Provide the number of lines below containing the word "derive", without any other words.
──────── MATERIAL PROVIDED
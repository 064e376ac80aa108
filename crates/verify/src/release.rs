//! Release tags and the contracts a release does not cover.

use bytecode_verify_core::{Result, VerifyError};
use once_cell::sync::Lazy;
use regex::Regex;
use std::{collections::BTreeSet, fmt, str::FromStr};

static RELEASE_TAG_RE: Lazy<Regex> = Lazy::new(|| Regex::new(r"core-contracts\.v(\d+)").unwrap());

/// Never verified, regardless of release.
const IGNORED: &[&str] = &[
    // not proxied
    "TransferWhitelist",
    // not in the registry before release 1
    "ReserveSpenderMultiSig",
    "GovernanceApproverMultiSig",
    // live in the monorepo but are not part of the core protocol
    "CeloFeeCurrencyAdapterOwnable",
    "FeeCurrencyAdapter",
    "FeeCurrencyAdapterOwnable",
];

/// Moved out of the core contracts with release 9.
const IGNORED_SINCE_V9: &[&str] = &[
    "Exchange",
    "ExchangeEUR",
    "ExchangeBRL",
    "GrandaMento",
    "StableToken",
    "StableTokenEUR",
    "StableTokenBRL",
    "Reserve",
];

/// Only skipped for release 9 itself.
const IGNORED_IN_V9: &[&str] = &["SortedOracles"];

/// A `core-contracts.v<N>` release tag.
#[derive(Clone, Copy, Debug, PartialEq, Eq, PartialOrd, Ord, Hash)]
pub struct ReleaseTag {
    pub version: u32,
}

impl ReleaseTag {
    /// Extracts the release number from a tag or branch name like `release/core-contracts.v11`.
    pub fn parse(tag: &str) -> Result<Self> {
        let version = RELEASE_TAG_RE
            .captures(tag)
            .and_then(|caps| caps[1].parse::<u32>().ok())
            .filter(|version| *version > 0)
            .ok_or_else(|| VerifyError::InvalidReleaseTag(tag.to_string()))?;
        Ok(Self { version })
    }

    /// Parses an optional tag, an empty one means no version gating.
    pub fn parse_opt(tag: Option<&str>) -> Result<Option<Self>> {
        match tag.map(str::trim) {
            None | Some("") => Ok(None),
            Some(tag) => Self::parse(tag).map(Some),
        }
    }
}

impl FromStr for ReleaseTag {
    type Err = VerifyError;

    fn from_str(s: &str) -> Result<Self> {
        Self::parse(s)
    }
}

impl fmt::Display for ReleaseTag {
    fn fmt(&self, f: &mut fmt::Formatter<'_>) -> fmt::Result {
        write!(f, "core-contracts.v{}", self.version)
    }
}

/// Contracts excluded from verification for the given release.
pub fn ignored_contracts(version: Option<u32>) -> BTreeSet<String> {
    let mut ignored: BTreeSet<String> = IGNORED.iter().map(|s| s.to_string()).collect();
    match version {
        Some(v) if v > 9 => ignored.extend(IGNORED_SINCE_V9.iter().map(|s| s.to_string())),
        Some(9) => ignored.extend(
            IGNORED_SINCE_V9.iter().chain(IGNORED_IN_V9).map(|s| s.to_string()),
        ),
        _ => {}
    }
    ignored
}
/// Arguments are strings, other JSON values are kept as their JSON text.
fn deserialize_args<'de, D: Deserializer<'de>>(d: D) -> std::result::Result<Vec<String>, D::Error> {
    let values = Vec::<serde_json::Value>::deserialize(d)?;
    Ok(values
        .into_iter()
        .map(|value| match value {
            serde_json::Value::String(s) => s,
            other => other.to_string(),
        })
        .collect())
}

impl ProposalTx {
    /// The contract behind a `<Name>Proxy`, if this targets a proxy.
    pub fn proxied_contract(&self) -> Option<&str> {
        self.contract.strip_suffix(PROXY_SUFFIX)
    }

    pub fn is_proxy_repoint(&self) -> bool {
        self.proxied_contract().is_some()
            && (self.function == SET_IMPLEMENTATION
                || self.function == SET_AND_INITIALIZE_IMPLEMENTATION)
    }

    pub fn is_proxy_repoint_and_initialize(&self) -> bool {
        self.proxied_contract().is_some() && self.function == SET_AND_INITIALIZE_IMPLEMENTATION
    }

    pub fn is_registry_repoint(&self) -> bool {
        self.contract == REGISTRY && self.function == SET_ADDRESS_FOR
    }

    fn arg(&self, index: usize, what: &str) -> std::result::Result<&str, String> {
        self.args.get(index).map(String::as_str).ok_or_else(|| format!("missing {what}"))
    }

    fn address_arg(&self, index: usize, what: &str) -> std::result::Result<Address, String> {
        parse_address(self.arg(index, what)?).map_err(|err| err.to_string())
    }

    fn action(&self) -> std::result::Result<ReleaseAction, String> {
        if self.is_proxy_repoint() {
            let contract = self.proxied_contract().unwrap_or_default();
            if contract.is_empty() {
                return Err("can't derive contract name".to_string());
            }
            let implementation = self.address_arg(0, "implementation address")?;
            let initialize = if self.is_proxy_repoint_and_initialize() {
                let calldata = self.arg(1, "initialization calldata")?;
                Some(hex::decode(calldata).map_err(|err| format!("invalid calldata: {err}"))?.into())
            } else {
                None
            };
            Ok(ReleaseAction::ProxyRepoint { contract: contract.to_string(), implementation, initialize })
        } else if self.is_registry_repoint() {
            let contract = self.arg(0, "registry id")?.to_string();
            let proxy = self.address_arg(1, "proxy address")?;
            Ok(ReleaseAction::RegistryRepoint { contract, proxy })
        } else {
            Err("neither a proxy nor a registry repoint".to_string())
        }
    }
}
────────────────
→ SOLUTION BELOW
2